In the midst of his struggles on the court, Abdul-Rauf became disillusioned and debilitated by the fame that accompanies life in the NBA. To escape from his struggles, he began to immerse himself in the teachings of Malcolm X, and became interested in the Islam faith.
In 1993, he officially converted to Islam and changed his name from Chris Jackson to Mahmoud Abdul-Rauf, which loosely translated means "elegant and praiseworthy, most merciful, most kind."
His personal transformation seemed to directly correlate to his performance on the court. In the 1993 season, Abdul-Rauf averaged 19.2 points per game and won the NBA's Most Improved Player award. He was rewarded by the Nuggets with a contract extension.
Abdul-Rauf would go on to have a solid NBA career, with his best years coming with the solid Denver Nuggets teams of the early 90's. But unless you ever saw him play firsthand, you will never truly understand how truly great he was as a player.
I was fortunate enough to be able to attend every Nuggets home game during the 1993-1994 season with my dad. Throughout the course of that season, I cannot begin to explain how many times I was simply astounded by his display of talent. I truly believe to this day that he is the purest scorer in the history of the league.
I remember watching him during warm ups, standing at half court, effortlessly and routinely sinking jump shots like he was shooting 20 footers.
He was the fastest player I have ever seen without the ball in his hands, and he came off screens as good as anyone in the history of the league, including Reggie Miller.
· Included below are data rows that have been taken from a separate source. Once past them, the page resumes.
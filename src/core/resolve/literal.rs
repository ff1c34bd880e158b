//! String literal formatting for rewritten arguments.

/// Quote character of a rewritten literal.
#[derive(Debug, Clone, Copy, PartialEq, Eq)]
pub enum QuoteStyle {
    Single,
    Double,
}

impl QuoteStyle {
    /// Style of an existing argument token: single when it starts with `'`,
    /// double otherwise (including template literals and non-literals).
    pub fn of(token: &str) -> Self {
        if token.starts_with('\'') {
            Self::Single
        } else {
            Self::Double
        }
    }

    fn char(self) -> char {
        match self {
            Self::Single => '\'',
            Self::Double => '"',
        }
    }
}

/// Render `text` as a JS string literal in the given quote style.
///
/// Non-ASCII characters are kept as-is; control characters and the line
/// terminators JS does not allow inside a literal are escaped.
pub fn quote_literal(text: &str, style: QuoteStyle) -> String {
    let quote = style.char();
    let mut out = String::with_capacity(text.len() + 2);
    out.push(quote);

    let mut chars = text.chars().peekable();
    while let Some(c) = chars.next() {
        match c {
            '\\' => out.push_str("\\\\"),
            c if c == quote => {
                out.push('\\');
                out.push(c);
            }
            '\n' => out.push_str("\\n"),
            '\r' => out.push_str("\\r"),
            '\t' => out.push_str("\\t"),
            '\u{8}' => out.push_str("\\b"),
            '\u{b}' => out.push_str("\\v"),
            '\u{c}' => out.push_str("\\f"),
            '\0' => {
                // `\0` followed by a digit would read as a legacy octal escape.
                if chars.peek().is_some_and(|next| next.is_ascii_digit()) {
                    out.push_str("\\x00");
                } else {
                    out.push_str("\\0");
                }
            }
            '\u{2028}' | '\u{2029}' | '\u{85}' => {
                out.push_str(&format!("\\u{:04X}", c as u32));
            }
            c if (c as u32) < 0x20 => out.push_str(&format!("\\u{:04X}", c as u32)),
            c => out.push(c),
        }
    }

    out.push(quote);
    out
}
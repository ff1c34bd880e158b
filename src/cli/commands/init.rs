use std::{fs, path::Path};

use anyhow::Result;

use super::{CommandResult, CommandSummary, InitSummary};
use crate::config::{CONFIG_FILE_NAME, default_config_json};

/// Write the default config to the current directory unless one exists.
pub fn init() -> Result<CommandResult> {
    let config_path = Path::new(CONFIG_FILE_NAME);

    let created = if config_path.exists() {
        false
    } else {
        fs::write(config_path, default_config_json()?)?;
        true
    };

    Ok(CommandResult {
        summary: CommandSummary::Init(InitSummary { created }),
        failures: Vec::new(),
        source_files_checked: 0,
    })
}
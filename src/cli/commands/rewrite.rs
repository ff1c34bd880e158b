use std::fs;

use anyhow::{Context as _, Result};
use rayon::prelude::*;

use super::{CommandResult, CommandSummary, FileRewrite, RewriteSummary};
use crate::cli::args::RewriteCommand;
use crate::core::{
    Catalog,
    context::{FileExtraction, ProjectContext},
    resolve::{ResolveOptions, resolve},
    rewrite::rewrite as rewrite_source,
};

pub fn rewrite(cmd: RewriteCommand) -> Result<CommandResult> {
    let catalog_path = &cmd.args.catalog;
    let catalog_json = fs::read_to_string(catalog_path)
        .with_context(|| format!("Failed to read catalog: {}", catalog_path.display()))?;
    let catalog = Catalog::from_json(&catalog_json)
        .with_context(|| format!("Failed to parse catalog: {}", catalog_path.display()))?;

    let ctx = ProjectContext::new(&cmd.args.common)?;
    let run = ctx.extract();
    let options = &ctx.parser().options().resolve;
    let is_apply = cmd.args.apply;

    let results: Vec<Option<FileRewrite>> = run
        .files
        .par_iter()
        .map(|file| rewrite_file(file, &catalog, options, is_apply))
        .collect::<Result<_>>()?;

    Ok(CommandResult {
        summary: CommandSummary::Rewrite(RewriteSummary {
            files: results.into_iter().flatten().collect(),
            is_apply,
            call_count: run.files.iter().map(|file| file.replacements.len()).sum(),
        }),
        failures: run.failures,
        source_files_checked: run.files.len(),
    })
}

fn rewrite_file(
    file: &FileExtraction,
    catalog: &Catalog,
    options: &ResolveOptions,
    is_apply: bool,
) -> Result<Option<FileRewrite>> {
    let table = resolve(&file.replacements, &file.file_path, catalog, options)?;
    let substitutions: Vec<_> = table.changes().cloned().collect();
    if substitutions.is_empty() {
        return Ok(None);
    }

    if is_apply {
        let output = rewrite_source(&file.source, &table)?;
        if output != file.source {
            fs::write(&file.file_path, output)
                .with_context(|| format!("Failed to write file: {}", file.file_path))?;
        }
    }

    Ok(Some(FileRewrite {
        file_path: file.file_path.clone(),
        substitutions,
    }))
}
use std::process::ExitCode;

use clap::Parser;
use gettext_rewrite::cli::{Arguments, ExitStatus};
use tracing_subscriber::EnvFilter;

/// Environment variable holding the log filter, e.g. `gettext_rewrite=debug`.
const LOG_ENV: &str = "GETTEXT_REWRITE_LOG";

fn init_tracing(verbose: bool) {
    let default_level = if verbose { "debug" } else { "warn" };
    let filter =
        EnvFilter::try_from_env(LOG_ENV).unwrap_or_else(|_| EnvFilter::new(default_level));
    tracing_subscriber::fmt()
        .with_env_filter(filter)
        .with_writer(std::io::stderr)
        .with_target(false)
        .init();
}

fn main() -> ExitCode {
    let args = Arguments::parse();
    init_tracing(args.verbose());

    match gettext_rewrite::cli::run_cli(args) {
        Ok(status) => status.into(),
        Err(err) => {
            eprintln!("Error: {:#}", err);
            ExitStatus::Error.into()
        }
    }
}
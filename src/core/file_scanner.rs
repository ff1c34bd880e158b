use std::{
    collections::BTreeSet,
    path::{Path, PathBuf},
};

use colored::Colorize;
use glob::{Pattern, glob};
use walkdir::WalkDir;

/// Directories never worth scanning for source files.
const ALWAYS_IGNORED: &[&str] = &["**/node_modules/**", "**/.git/**"];

/// Check if a pattern contains glob wildcards (* or ?).
/// Patterns without wildcards are treated as literal directory paths.
fn is_glob_pattern(pattern: &str) -> bool {
    pattern.contains('*') || pattern.contains('?')
}

/// Result of scanning files.
pub struct ScanResult {
    /// Matching files, sorted.
    pub files: BTreeSet<String>,
    pub skipped_count: usize,
}

pub fn scan_files(
    base_dir: &str,
    includes: &[String],
    ignore_patterns: &[String],
    extensions: &[String],
    verbose: bool,
) -> ScanResult {
    let mut files: BTreeSet<String> = BTreeSet::new();
    let mut skipped_count = 0;

    let mut literal_ignore_paths: Vec<PathBuf> = Vec::new();
    let mut glob_patterns: Vec<Pattern> = ALWAYS_IGNORED
        .iter()
        .filter_map(|p| Pattern::new(p).ok())
        .collect();

    for p in ignore_patterns {
        if is_glob_pattern(p) {
            match Pattern::new(p) {
                Ok(pattern) => glob_patterns.push(pattern),
                Err(e) => {
                    if verbose {
                        eprintln!(
                            "{} Invalid ignore pattern '{}': {}",
                            "warning:".bold().yellow(),
                            p,
                            e
                        );
                    }
                }
            }
        } else {
            // Literal paths are prefix-matched against absolute paths.
            literal_ignore_paths.push(Path::new(base_dir).join(p));
        }
    }

    let dirs_to_scan: Vec<PathBuf> = if includes.is_empty() {
        vec![Path::new(base_dir).to_path_buf()]
    } else {
        let mut paths = Vec::new();
        for inc in includes {
            if is_glob_pattern(inc) {
                let full_pattern = Path::new(base_dir).join(inc);
                let pattern_str = full_pattern.to_string_lossy();
                match glob(&pattern_str) {
                    Ok(entries) => {
                        for entry in entries.flatten() {
                            if entry.is_dir() {
                                paths.push(entry);
                            }
                        }
                    }
                    Err(e) => {
                        if verbose {
                            eprintln!(
                                "{} Invalid glob pattern '{}': {}",
                                "warning:".bold().yellow(),
                                inc,
                                e
                            );
                        }
                    }
                }
            } else {
                let path = Path::new(base_dir).join(inc);
                if path.exists() {
                    paths.push(path);
                } else if verbose {
                    eprintln!(
                        "{} Include path does not exist: {}",
                        "warning:".bold().yellow(),
                        path.display()
                    );
                }
            }
        }
        paths
    };

    for dir in dirs_to_scan {
        for entry in WalkDir::new(dir) {
            let entry = match entry {
                Ok(e) => e,
                Err(e) => {
                    skipped_count += 1;
                    if verbose {
                        eprintln!("{} Cannot access path: {}", "warning:".bold().yellow(), e);
                    }
                    continue;
                }
            };
            let path = entry.path();
            let path_str = path.to_string_lossy();

            if literal_ignore_paths
                .iter()
                .any(|ignore_path| path.starts_with(ignore_path))
            {
                continue;
            }

            if glob_patterns.iter().any(|p| p.matches(&path_str)) {
                continue;
            }

            if path.is_file() && has_extension(path, extensions) {
                files.insert(path_str.into());
            }
        }
    }

    ScanResult {
        files,
        skipped_count,
    }
}

fn has_extension(path: &Path, extensions: &[String]) -> bool {
    path.extension()
        .and_then(|e| e.to_str())
        .is_some_and(|ext| extensions.iter().any(|allowed| allowed == ext))
}
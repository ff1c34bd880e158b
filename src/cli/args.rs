//! CLI argument definitions using clap.
//!
//! ## Commands
//!
//! - `extract`: List translatable messages found in source files
//! - `rewrite`: Replace translation calls with translated literals
//! - `init`: Initialize the configuration file

use std::path::PathBuf;

use clap::{Args, CommandFactory, Parser, Subcommand, ValueEnum};

#[derive(Debug, Parser)]
#[command(author, version, about, long_about = None)]
pub struct Arguments {
    #[command(subcommand)]
    pub command: Option<Command>,
}

impl Arguments {
    /// Check if a command was provided, otherwise print help and return None.
    pub fn with_command_or_help(self) -> Option<Self> {
        if self.command.is_none() {
            Self::command().print_help().ok();
            None
        } else {
            Some(self)
        }
    }

    /// Get the verbose flag from the command's common args.
    pub fn verbose(&self) -> bool {
        match &self.command {
            Some(Command::Extract(cmd)) => cmd.args.common.verbose,
            Some(Command::Rewrite(cmd)) => cmd.args.common.verbose,
            Some(Command::Init) | None => false,
        }
    }
}

/// Common arguments shared by all commands.
#[derive(Debug, Clone, Args)]
pub struct CommonArgs {
    /// Project root directory, where the config file is looked up
    #[arg(long)]
    pub source_root: Option<PathBuf>,

    /// Enable verbose output
    #[arg(short, long)]
    pub verbose: bool,
}

#[derive(Debug, Clone, Copy, Default, PartialEq, Eq, ValueEnum)]
pub enum OutputFormat {
    /// Messages grouped by file
    #[default]
    Text,
    /// A JSON array of message records
    Json,
}

#[derive(Debug, Parser)]
pub struct ExtractArgs {
    #[command(flatten)]
    pub common: CommonArgs,

    /// Output format
    #[arg(long, value_enum, default_value_t = OutputFormat::Text)]
    pub format: OutputFormat,
}

#[derive(Debug, Args)]
pub struct ExtractCommand {
    #[command(flatten)]
    pub args: ExtractArgs,
}

#[derive(Debug, Parser)]
pub struct RewriteArgs {
    #[command(flatten)]
    pub common: CommonArgs,

    /// Translation catalog: a JSON array of entries or `{ "items": [...] }`
    #[arg(long)]
    pub catalog: PathBuf,

    /// Actually write the rewritten files (default is dry-run)
    #[arg(long)]
    pub apply: bool,
}

#[derive(Debug, Args)]
pub struct RewriteCommand {
    #[command(flatten)]
    pub args: RewriteArgs,
}

#[derive(Debug, Subcommand)]
pub enum Command {
    /// List gettext messages found in source files
    Extract(ExtractCommand),
    /// Replace gettext calls with translated literals from a catalog
    Rewrite(RewriteCommand),
    /// Initialize a new .gettextrc.json configuration file
    Init,
}
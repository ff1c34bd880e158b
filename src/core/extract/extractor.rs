//! Extractor plugin interface.

use swc_ecma_ast::Expr;

use crate::core::data::{MessageCandidate, SourceUnit};

/// Collects the candidates an extractor emits for the current node.
#[derive(Debug, Default)]
pub struct Emit {
    candidates: Vec<MessageCandidate>,
}

impl Emit {
    /// Report a translation call recognised at the current node.
    pub fn message(&mut self, candidate: MessageCandidate) {
        self.candidates.push(candidate);
    }

    pub(crate) fn take(&mut self) -> Vec<MessageCandidate> {
        std::mem::take(&mut self.candidates)
    }
}

/// Recognises a translation-call shape at a node.
///
/// Extractors are invoked for every expression of every parsed unit, in
/// registration order, and call [`Emit::message`] zero or more times.
/// Closures with the matching signature implement this trait.
pub trait Extractor: Send + Sync {
    fn extract(&self, node: &Expr, unit: &SourceUnit, emit: &mut Emit);
}

impl<F> Extractor for F
where
    F: Fn(&Expr, &SourceUnit, &mut Emit) + Send + Sync,
{
    fn extract(&self, node: &Expr, unit: &SourceUnit, emit: &mut Emit) {
        self(node, unit, emit)
    }
}
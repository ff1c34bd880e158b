use crate::{
    cli::{args::OutputFormat, exit_status::ExitStatus},
    core::{MessageRecord, context::FileFailure, resolve::Substitution},
};

#[derive(Debug)]
pub enum CommandSummary {
    Extract(ExtractSummary),
    Rewrite(RewriteSummary),
    Init(InitSummary),
}

#[derive(Debug)]
pub struct ExtractSummary {
    /// Messages of all files, in file order then source order.
    pub messages: Vec<MessageRecord>,
    pub format: OutputFormat,
}

#[derive(Debug)]
pub struct RewriteSummary {
    /// Files with at least one change, sorted by path.
    pub files: Vec<FileRewrite>,
    pub is_apply: bool,
    /// Number of calls in the scanned files, translated or not.
    pub call_count: usize,
}

impl RewriteSummary {
    pub fn substitution_count(&self) -> usize {
        self.files.iter().map(|file| file.substitutions.len()).sum()
    }
}

#[derive(Debug)]
pub struct FileRewrite {
    pub file_path: String,
    pub substitutions: Vec<Substitution>,
}

#[derive(Debug)]
pub struct InitSummary {
    pub created: bool,
}

/// Result of running a command.
#[derive(Debug)]
pub struct CommandResult {
    pub summary: CommandSummary,
    /// Files that could not be read or parsed.
    pub failures: Vec<FileFailure>,
    /// Number of source files that were parsed.
    pub source_files_checked: usize,
}

impl CommandResult {
    pub fn exit_status(&self) -> ExitStatus {
        let init_failed = matches!(&self.summary, CommandSummary::Init(init) if !init.created);
        if init_failed || !self.failures.is_empty() {
            ExitStatus::Failure
        } else {
            ExitStatus::Success
        }
    }
}
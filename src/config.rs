use std::{
    fs,
    path::{Path, PathBuf},
};

use anyhow::{Context, Ok, Result, bail};
use glob::Pattern;
use serde::{Deserialize, Serialize};

pub const CONFIG_FILE_NAME: &str = ".gettextrc.json";

#[derive(Debug, Deserialize, Serialize)]
#[serde(rename_all = "camelCase")]
pub struct Config {
    #[serde(default)]
    pub ignores: Vec<String>,
    #[serde(default = "default_includes")]
    pub includes: Vec<String>,
    #[serde(default = "default_source_root")]
    pub source_root: String,
    /// File extensions (without the dot) that are scanned.
    #[serde(default = "default_extensions")]
    pub extensions: Vec<String>,
    #[serde(default = "default_component_extension")]
    pub component_extension: String,
    /// Whether component files are split into script and template blocks.
    /// When off they are parsed as plain script.
    #[serde(default = "default_vue_templates")]
    pub vue_templates: bool,
    #[serde(default)]
    pub callee_names: CalleeNames,
}

/// Callee names recognised for each gettext call shape.
///
/// Member calls are written out in full, e.g. `this.$gettext` or `i18n.gettext`.
#[derive(Debug, Clone, PartialEq, Eq, Deserialize, Serialize)]
#[serde(rename_all = "camelCase")]
pub struct CalleeNames {
    #[serde(default = "default_gettext")]
    pub gettext: Vec<String>,
    #[serde(default = "default_ngettext")]
    pub ngettext: Vec<String>,
    #[serde(default = "default_pgettext")]
    pub pgettext: Vec<String>,
    /// Also the plural calls that take a leading context argument when
    /// rewritten.
    #[serde(default = "default_npgettext")]
    pub npgettext: Vec<String>,
}

fn names(base: &str) -> Vec<String> {
    vec![base.to_string(), format!("${}", base), format!("this.${}", base)]
}

fn default_gettext() -> Vec<String> {
    names("gettext")
}

fn default_ngettext() -> Vec<String> {
    names("ngettext")
}

fn default_pgettext() -> Vec<String> {
    names("pgettext")
}

fn default_npgettext() -> Vec<String> {
    names("npgettext")
}

impl Default for CalleeNames {
    fn default() -> Self {
        Self {
            gettext: default_gettext(),
            ngettext: default_ngettext(),
            pgettext: default_pgettext(),
            npgettext: default_npgettext(),
        }
    }
}

impl CalleeNames {
    fn iter(&self) -> impl Iterator<Item = (&'static str, &Vec<String>)> {
        [
            ("gettext", &self.gettext),
            ("ngettext", &self.ngettext),
            ("pgettext", &self.pgettext),
            ("npgettext", &self.npgettext),
        ]
        .into_iter()
    }
}

fn default_includes() -> Vec<String> {
    vec!["src".to_string()]
}

fn default_source_root() -> String {
    "./".to_string()
}

fn default_extensions() -> Vec<String> {
    ["js", "jsx", "mjs", "cjs", "ts", "tsx", "mts", "cts", "vue"]
        .map(String::from)
        .to_vec()
}

fn default_component_extension() -> String {
    ".vue".to_string()
}

fn default_vue_templates() -> bool {
    true
}

impl Default for Config {
    fn default() -> Self {
        Self {
            ignores: Vec::new(),
            includes: default_includes(),
            source_root: default_source_root(),
            extensions: default_extensions(),
            component_extension: default_component_extension(),
            vue_templates: default_vue_templates(),
            callee_names: CalleeNames::default(),
        }
    }
}

impl Config {
    /// Validate configuration values.
    ///
    /// Returns an error if any glob patterns in `ignores` or `includes` are
    /// invalid, or if a call shape has no callee names at all.
    pub fn validate(&self) -> Result<()> {
        for pattern in &self.ignores {
            Pattern::new(pattern)
                .with_context(|| format!("Invalid glob pattern in 'ignores': \"{}\"", pattern))?;
        }

        // Includes without wildcards are literal directory paths.
        for pattern in &self.includes {
            if pattern.contains('*') || pattern.contains('?') {
                Pattern::new(pattern).with_context(|| {
                    format!("Invalid glob pattern in 'includes': \"{}\"", pattern)
                })?;
            }
        }

        if !self.component_extension.starts_with('.') {
            bail!(
                "'componentExtension' must start with a dot: \"{}\"",
                self.component_extension
            );
        }

        for (shape, names) in self.callee_names.iter() {
            if names.is_empty() || names.iter().any(|name| name.trim().is_empty()) {
                bail!("'calleeNames.{}' must list at least one non-empty name", shape);
            }
        }

        Ok(())
    }
}

pub fn default_config_json() -> Result<String> {
    let config = Config::default();
    serde_json::to_string_pretty(&config).context("Failed to generate default config.")
}

pub fn find_config_file(start_dir: &Path) -> Option<PathBuf> {
    let mut current = start_dir.to_path_buf();

    loop {
        let config_path = current.join(CONFIG_FILE_NAME);
        if config_path.exists() {
            return Some(config_path);
        }
        if current.join(".git").exists() {
            return None;
        }
        if !current.pop() {
            return None;
        }
    }
}

/// Result of loading configuration.
pub struct ConfigLoadResult {
    pub config: Config,
    /// True if config was loaded from a file, false if using defaults.
    pub from_file: bool,
}

pub fn load_config(start_dir: &Path) -> Result<ConfigLoadResult> {
    match find_config_file(start_dir) {
        Some(path) => {
            let content = fs::read_to_string(&path)?;
            let config: Config = serde_json::from_str(&content)
                .with_context(|| format!("Failed to parse config file: {:?}", path))?;
            config.validate()?;
            Ok(ConfigLoadResult {
                config,
                from_file: true,
            })
        }
        None => Ok(ConfigLoadResult {
            config: Config::default(),
            from_file: false,
        }),
    }
}
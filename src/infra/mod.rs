//! Static-memory infrastructure shared by interrupt handlers and tasks: the
//! message pool and the slot queues built on top of it.
pub mod pool;
pub mod queue;
//! Transport context: the single owner of the message pool, both queues, the
//! bus statistics and the presence-handshake status.
//!
//! One instance lives for the lifetime of the device (typically in a
//! `static`). Interrupt handlers call the `on_*` entry points, tasks use
//! [`TransportContext::send_or_enqueue`] and [`TransportContext::receive`].
//! Shared state is only ever touched inside a critical section, and readers
//! get copies.
use core::cell::Cell;

use critical_section::Mutex;

use crate::core::{POOL_CAPACITY, RX_QUEUE_DEPTH, TX_QUEUE_DEPTH};
use crate::error::TransportError;
use crate::infra::pool::MessagePool;
use crate::infra::queue::MessageQueue;
use crate::protocol::managment::bus_health::BusErrorStats;
use crate::protocol::managment::join_handshake::JoinStatus;
use crate::protocol::transport::can_frame::CanFrame;
use crate::protocol::transport::traits::can_controller::{CanController, ErrorFlags};
use crate::protocol::transport::traits::node_timer::NodeTimer;

/// Context sized like the reference board: 12 slots, TX queue 2, RX queue 8.
pub type DefaultTransport = TransportContext<POOL_CAPACITY, TX_QUEUE_DEPTH, RX_QUEUE_DEPTH>;

/// Pool of `P` slots, outbound queue of `TXQ`, inbound queue of `RXQ`.
pub struct TransportContext<const P: usize, const TXQ: usize, const RXQ: usize> {
    pool: MessagePool<P>,
    tx_queue: MessageQueue<TXQ>,
    rx_queue: MessageQueue<RXQ>,
    stats: Mutex<Cell<BusErrorStats>>,
    join: Mutex<Cell<JoinStatus>>,
}

impl<const P: usize, const TXQ: usize, const RXQ: usize> Default for TransportContext<P, TXQ, RXQ> {
    fn default() -> Self {
        Self::new()
    }
}

impl<const P: usize, const TXQ: usize, const RXQ: usize> TransportContext<P, TXQ, RXQ> {
    pub const fn new() -> Self {
        Self {
            pool: MessagePool::new(),
            tx_queue: MessageQueue::new(),
            rx_queue: MessageQueue::new(),
            stats: Mutex::new(Cell::new(BusErrorStats::new())),
            join: Mutex::new(Cell::new(JoinStatus::new())),
        }
    }

    pub fn pool(&self) -> &MessagePool<P> {
        &self.pool
    }

    pub fn tx_queue(&self) -> &MessageQueue<TXQ> {
        &self.tx_queue
    }

    pub fn rx_queue(&self) -> &MessageQueue<RXQ> {
        &self.rx_queue
    }

    //==============================================================================SHARED_STATE
    /// Snapshot of the bus error statistics.
    pub fn stats(&self) -> BusErrorStats {
        critical_section::with(|cs| self.stats.borrow(cs).get())
    }

    /// Run `f` on the statistics inside one critical section.
    pub fn update_stats<R>(&self, f: impl FnOnce(&mut BusErrorStats) -> R) -> R {
        critical_section::with(|cs| {
            let cell = self.stats.borrow(cs);
            let mut stats = cell.get();
            let result = f(&mut stats);
            cell.set(stats);
            result
        })
    }

    /// Zero the statistics, keeping the recovery flag.
    pub fn reset_stats(&self) {
        self.update_stats(BusErrorStats::reset);
    }

    /// Snapshot of the presence handshake status.
    pub fn join_status(&self) -> JoinStatus {
        critical_section::with(|cs| self.join.borrow(cs).get())
    }

    pub fn update_join<R>(&self, f: impl FnOnce(&mut JoinStatus) -> R) -> R {
        critical_section::with(|cs| {
            let cell = self.join.borrow(cs);
            let mut status = cell.get();
            let result = f(&mut status);
            cell.set(status);
            result
        })
    }

    //==============================================================================SEND_PATH
    /// Send `frame` immediately when a mailbox is free, otherwise park it in
    /// the outbound queue for up to `timeout_ms`.
    ///
    /// Failures are reported once and never retried here.
    pub async fn send_or_enqueue<C: CanController, T: NodeTimer>(
        &self,
        controller: &C,
        frame: &CanFrame,
        timeout_ms: u32,
        timer: &mut T,
    ) -> Result<(), TransportError> {
        if controller.tx_mailbox_free() {
            return controller.transmit(frame).map_err(|_err| {
                #[cfg(feature = "defmt")]
                defmt::warn!("Mailbox refused frame {:#X}", frame.id.raw());
                TransportError::TxBusy
            });
        }

        let Some(slot) = self.pool.allocate_with(frame) else {
            #[cfg(feature = "defmt")]
            defmt::warn!("Message pool exhausted");
            return Err(TransportError::PoolExhausted);
        };
        self.tx_queue
            .push_blocking(slot, timeout_ms, &self.pool, timer)
            .await?;

        // The completion interrupt may have fired while the frame was queued.
        if controller.tx_mailbox_free() {
            self.transmit_next(controller)?;
        }
        Ok(())
    }

    /// Pop the outbound head, if any, and hand it to the controller.
    ///
    /// Returns `Ok(false)` on an empty queue. A refused frame is dropped, its
    /// slot released, and reported as [`TransportError::TxBusy`].
    fn transmit_next<C: CanController>(&self, controller: &C) -> Result<bool, TransportError> {
        let Some(slot) = self.tx_queue.try_pop() else {
            return Ok(false);
        };
        let frame = self.pool.take(slot);
        controller.transmit(&frame).map_err(|_err| {
            #[cfg(feature = "defmt")]
            defmt::warn!("Queued frame {:#X} dropped by controller", frame.id.raw());
            TransportError::TxBusy
        })?;
        Ok(true)
    }

    /// Wait up to `timeout_ms` for an inbound frame. The slot is released
    /// once the frame has been copied out.
    pub async fn receive<T: NodeTimer>(
        &self,
        timeout_ms: u32,
        timer: &mut T,
    ) -> Result<CanFrame, TransportError> {
        let slot = self.rx_queue.pop_blocking(timeout_ms, timer).await?;
        Ok(self.pool.take(slot))
    }

    /// Drop everything waiting in both queues. Returns the number of released slots.
    pub fn flush_queues(&self) -> usize {
        self.tx_queue.flush(&self.pool) + self.rx_queue.flush(&self.pool)
    }

    //==============================================================================INTERRUPTS
    /// Receive-pending interrupt: copy the frame into the pool and queue it.
    /// Exhaustion or a full queue drops the frame.
    pub fn on_rx_pending(&self, frame: &CanFrame) -> Result<(), TransportError> {
        let Some(slot) = self.pool.allocate_with(frame) else {
            #[cfg(feature = "defmt")]
            defmt::warn!("Inbound frame dropped, pool exhausted");
            return Err(TransportError::PoolExhausted);
        };
        self.rx_queue.push_from_interrupt(slot, &self.pool)
    }

    /// Transmit-complete interrupt for `mailbox`.
    ///
    /// A completion without error or arbitration loss acknowledges a pending
    /// presence announcement. The next queued frame, if any, is sent.
    pub fn on_tx_complete<C: CanController>(&self, controller: &C, mailbox: u8) {
        if !controller.error_flags().mailbox_failed(mailbox) {
            self.update_join(JoinStatus::acknowledge);
        }
        // Refusals are logged by transmit_next.
        let _ = self.transmit_next(controller);
    }

    /// Error interrupt. Only bus-off is recorded here, the monitor handles the rest.
    pub fn on_error(&self, flags: ErrorFlags) {
        if flags.is_bus_off() {
            self.update_stats(BusErrorStats::record_bus_off_interrupt);
        }
    }
}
He had textbook form on his jump shot, the most lightning quick release I have ever seen, and he could get his shot off with even the smallest opening in the defense.
He had a killer crossover and an amazing ball fake. I saw him embarrass his opponents with that countless times over that season.
Watching him shoot free throws was almost a spiritual experience for me. I can probably count on one hand the number of times the ball even hit the rim that year. You will never see another player who was that automatic from the line.
Don't believe me? YouTube it. There are several mixes available now that pay homage to his talent. Before I wrote this, I sat at my computer for an hour watching his best performances and reminiscing on how great of a scorer he was. Needless to say, I became quite nostalgic.
I suspect that in many respects, Mahmoud Abdul-Rauf no longer lives in the
consciousness of most sports fans, analysts, or announcers partly because of his ill-fated decision to sit during the singing of the national anthem and partly just because so much time has passed since his relevance in the NBA.
From what I hear, Abdul-Rauf has made several stops in Europe since disappearing from the NBA and is still playing ball for the Kyoto Hannaryz in the Japanese BJ league.
I'm sure that to this day, IT still has an inescapable hold on him and won't let him quit playing the game of basketball until it feels perfect. I feel fortunate to have been a witness to his IT , and to me IT truly did make him a portrait of perfection.